Características genéticas, como pertencer à raça negra, e história familiar de doenças cardiovasculares também aumentam a chance de AVC. Esses indivíduos, portanto, devem ter mais atenção e fazer avaliações médicas mais frequentes.

O Ministério da Saúde aconselha que, se uma pessoa achar que está tendo um AVC, é preciso se dirigir com urgência ao serviço de emergência do hospital mais próximo para um diagnóstico completo e tratamento.

 

 

Cuidado com os pacientes de AVC

Já quanto ao tratamento e cuidados com quem teve AVC, a neurologista Adriana Barbastefano conta que as sequelas demandam atenção especial e específica, a partir de uma equipe multiprofissional (formada por neurologistas, enfermeiros, fisioterapeutas e terapeutas ocupacionais).

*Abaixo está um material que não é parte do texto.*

//! Image metadata reader (EXIF).

use std::collections::BTreeMap;
use std::io::Cursor;

use exif::{Context, Exif, In, Reader, Tag};
use strata_schema::Value;

/// Read the EXIF block of a JPEG/PNG/TIFF image.
///
/// Produces `{"exif": {...}}` keyed by tag name. GPS tags are collapsed into
/// a single `GPS` object in decimal degrees. Images without readable EXIF
/// data produce `{"exif": null, "size_bytes": n}`.
pub fn read_image(content: &[u8]) -> Value {
    let exif = match Reader::new().read_from_container(&mut Cursor::new(content)) {
        Ok(exif) => exif,
        Err(e) => {
            tracing::debug!("No EXIF data: {}", e);
            return no_exif(content);
        }
    };

    let tags = exif_fields(&exif);
    if tags.is_empty() {
        return no_exif(content);
    }
    Value::map([("exif", Value::Map(tags))])
}

fn no_exif(content: &[u8]) -> Value {
    Value::map([
        ("exif", Value::Null),
        ("size_bytes", Value::Integer(content.len() as i64)),
    ])
}

fn exif_fields(exif: &Exif) -> BTreeMap<String, Value> {
    let mut tags = BTreeMap::new();

    for field in exif.fields() {
        if field.tag.context() == Context::Gps || is_pointer(field.tag) {
            continue;
        }
        // The thumbnail IFD repeats primary tags; keep the primary ones.
        tags.entry(field.tag.to_string())
            .or_insert_with(|| convert(&field.value));
    }

    if let Some(gps) = gps_position(exif) {
        tags.insert("GPS".to_string(), gps);
    }
    tags
}

fn is_pointer(tag: Tag) -> bool {
    matches!(
        tag,
        Tag::ExifIFDPointer | Tag::GPSInfoIFDPointer | Tag::InteropIFDPointer
    )
}

/// Convert an EXIF value; single components become scalars.
fn convert(value: &exif::Value) -> Value {
    let mut items: Vec<Value> = match value {
        exif::Value::Ascii(strings) => strings
            .iter()
            .map(|s| Value::Text(String::from_utf8_lossy(s).trim_end_matches('\0').to_string()))
            .collect(),
        exif::Value::Byte(v) => v.iter().map(|&n| Value::Integer(n.into())).collect(),
        exif::Value::Short(v) => v.iter().map(|&n| Value::Integer(n.into())).collect(),
        exif::Value::Long(v) => v.iter().map(|&n| Value::Integer(n.into())).collect(),
        exif::Value::SByte(v) => v.iter().map(|&n| Value::Integer(n.into())).collect(),
        exif::Value::SShort(v) => v.iter().map(|&n| Value::Integer(n.into())).collect(),
        exif::Value::SLong(v) => v.iter().map(|&n| Value::Integer(n.into())).collect(),
        exif::Value::Rational(v) => v.iter().map(|r| Value::Float(r.to_f64())).collect(),
        exif::Value::SRational(v) => v.iter().map(|r| Value::Float(r.to_f64())).collect(),
        exif::Value::Float(v) => v.iter().map(|&f| Value::Float(f.into())).collect(),
        exif::Value::Double(v) => v.iter().map(|&f| Value::Float(f)).collect(),
        exif::Value::Undefined(bytes, _) => return Value::Bytes(bytes.clone()),
        exif::Value::Unknown(..) => return Value::Null,
    };

    if items.len() == 1 {
        items.remove(0)
    } else {
        Value::List(items)
    }
}

fn gps_position(exif: &Exif) -> Option<Value> {
    let lat = degrees(exif, Tag::GPSLatitude)?;
    let lon = degrees(exif, Tag::GPSLongitude)?;

    Some(Value::map([
        ("lat", Value::Float(lat)),
        ("lon", Value::Float(lon)),
        ("lat_ref", Value::from(ascii(exif, Tag::GPSLatitudeRef))),
        ("lon_ref", Value::from(ascii(exif, Tag::GPSLongitudeRef))),
    ]))
}

fn degrees(exif: &Exif, tag: Tag) -> Option<f64> {
    match &exif.get_field(tag, In::PRIMARY)?.value {
        exif::Value::Rational(parts) => {
            let parts: Vec<f64> = parts.iter().map(|r| r.to_f64()).collect();
            dms_to_degrees(&parts)
        }
        _ => None,
    }
}

/// `[degrees, minutes, seconds]` to decimal degrees.
fn dms_to_degrees(parts: &[f64]) -> Option<f64> {
    match parts {
        [d, m, s, ..] => Some(d + m / 60.0 + s / 3600.0),
        _ => None,
    }
}

fn ascii(exif: &Exif, tag: Tag) -> Option<String> {
    match &exif.get_field(tag, In::PRIMARY)?.value {
        exif::Value::Ascii(strings) => strings
            .first()
            .map(|s| String::from_utf8_lossy(s).trim_end_matches('\0').to_string()),
        _ => None,
    }
}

“A pessoa precisa fazer fisioterapia quando apresenta déficit motor e falta de coordenação motora. Deve haver um trabalho de médio e longo prazo. Às vezes, as pessoas tendem a perder a paciência achando que não estão melhorando, mas o processo é lento e progressivo. Em relação à fala, a gente recomenda a fonoaudiologia.”

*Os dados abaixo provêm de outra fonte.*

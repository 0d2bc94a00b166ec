//! The document store seam and an in-memory implementation.

use chrono::{DateTime, Utc};
use serde::Serialize;
use std::sync::{Mutex, MutexGuard};

use crate::error::{StoreError, StoreResult};
use crate::value::Value;
use crate::version::{SchemaVersion, VersionId};

/// A processed input record, persisted next to the schema versions.
#[derive(Debug, Clone, PartialEq, Serialize)]
pub struct ProcessedDocument {
    pub id: String,
    pub source_file: String,
    pub processed_at: DateTime<Utc>,
    pub schema_version: VersionId,
    pub data: Value,
}

impl ProcessedDocument {
    pub fn new(source_file: impl Into<String>, schema_version: VersionId, data: Value) -> Self {
        ProcessedDocument {
            id: uuid::Uuid::new_v4().to_string(),
            source_file: source_file.into(),
            processed_at: Utc::now(),
            schema_version,
            data,
        }
    }
}

/// Persistence collaborator for schema versions and processed records.
///
/// Schema versions are append-only: `save_schema_version` must fail with
/// [`StoreError::VersionConflict`] rather than overwrite an existing id.
pub trait SchemaStore {
    /// The version with the greatest `created_at`, if any exists.
    fn latest_schema_version(&self) -> StoreResult<Option<SchemaVersion>>;

    /// Append a new, immutable version document.
    fn save_schema_version(&self, version: &SchemaVersion) -> StoreResult<()>;

    /// Persist a processed input record.
    fn save_processed_document(&self, doc: &ProcessedDocument) -> StoreResult<()>;
}

impl<S: SchemaStore + ?Sized> SchemaStore for &S {
    fn latest_schema_version(&self) -> StoreResult<Option<SchemaVersion>> {
        (**self).latest_schema_version()
    }

    fn save_schema_version(&self, version: &SchemaVersion) -> StoreResult<()> {
        (**self).save_schema_version(version)
    }

    fn save_processed_document(&self, doc: &ProcessedDocument) -> StoreResult<()> {
        (**self).save_processed_document(doc)
    }
}

/// A [`SchemaStore`] kept in memory.
///
/// Keeps every write so callers can inspect exactly what was persisted.
#[derive(Debug, Default)]
pub struct MemoryStore {
    versions: Mutex<Vec<SchemaVersion>>,
    documents: Mutex<Vec<ProcessedDocument>>,
}

impl MemoryStore {
    pub fn new() -> Self {
        Self::default()
    }

    /// Every version written so far, in write order.
    pub fn versions(&self) -> Vec<SchemaVersion> {
        lock(&self.versions).map(|v| v.clone()).unwrap_or_default()
    }

    /// Every processed record written so far, in write order.
    pub fn documents(&self) -> Vec<ProcessedDocument> {
        lock(&self.documents).map(|d| d.clone()).unwrap_or_default()
    }
}

fn lock<T>(mutex: &Mutex<T>) -> StoreResult<MutexGuard<'_, T>> {
    mutex
        .lock()
        .map_err(|_| StoreError::Unavailable("memory store lock poisoned".to_string()))
}

impl SchemaStore for MemoryStore {
    fn latest_schema_version(&self) -> StoreResult<Option<SchemaVersion>> {
        let versions = lock(&self.versions)?;
        Ok(versions
            .iter()
            .max_by_key(|v| (v.created_at, v.version))
            .cloned())
    }

    fn save_schema_version(&self, version: &SchemaVersion) -> StoreResult<()> {
        let mut versions = lock(&self.versions)?;
        if versions.iter().any(|v| v.version == version.version) {
            return Err(StoreError::VersionConflict {
                version: version.version,
            });
        }
        versions.push(version.clone());
        Ok(())
    }

    fn save_processed_document(&self, doc: &ProcessedDocument) -> StoreResult<()> {
        lock(&self.documents)?.push(doc.clone());
        Ok(())
    }
}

Camila Fabro conta que precisou lidar com diferentes tratamentos: “Com a disfagia, eu usei a sonda nasogástrica. Fiz alguns exercícios com algumas pessoas que eu conheci na internet, pois não tive condições de pagar por tratamentos mais específicos. Tive acompanhamento com uma neuropsicóloga particular, que topou parcelar o tratamento, e fiz fisioterapia pelo plano de saúde”.

 

 

Renasce uma desmiolada com ajuda de grupos de apoio

No período de recuperação, Camila estava em casa e contava com a ajuda de uma amiga enfermeira. O que mais pesava naqueles dias era a solidão. “Eu estava muito sozinha. Por me sentir solitária, eu entrei em alguns grupos de apoio e fui dividindo experiências com os outros membros e com as pessoas nas minhas redes sociais. Eu percebi que eu curtia bastante aquela troca, apesar de eu ainda escrever meio mal por causa das sequelas do AVC.”

Nesses grupos as pessoas começaram a compartilhar e se identificar com as publicações da escritora. Muitos diziam: “É isso que eu estou sentindo”. Depois de um ano de AVC veio o blog e as contas em outras redes sociais.

“No começo eram publicações sobre as minhas percepções a respeito do que eu estava vivendo. Com a minha interação com mais pessoas nos grupos de apoio, elas me deram mais conteúdo. O que tem no meu blog e nas redes sociais, na minha visão, é um diário de bordo. Era o que eu gostaria de ver quando eu tive um AVC. Estar em uma página para entender o que está acontecendo comigo. Quando você vê AVC na internet é só morte. É terrível. Você fica achando que vai morrer. Você não entende o que está acontecendo.”

Apesar de algumas dificuldades, como se vestir sozinha, Camila se define como muito bem recuperada. “Eu consigo falar bem, ter boa memória, inclusive para lembrar do horário da entrevista com o O POVO. Antes eu não lembrava. Eu acredito que ando bem. Às vezes eu manco um pouquinho. As pessoas até acham que eu estou com problema no pé. Já a mão às vezes fica fechada, então tenho que lembrar de abrir”, comenta orgulhosa.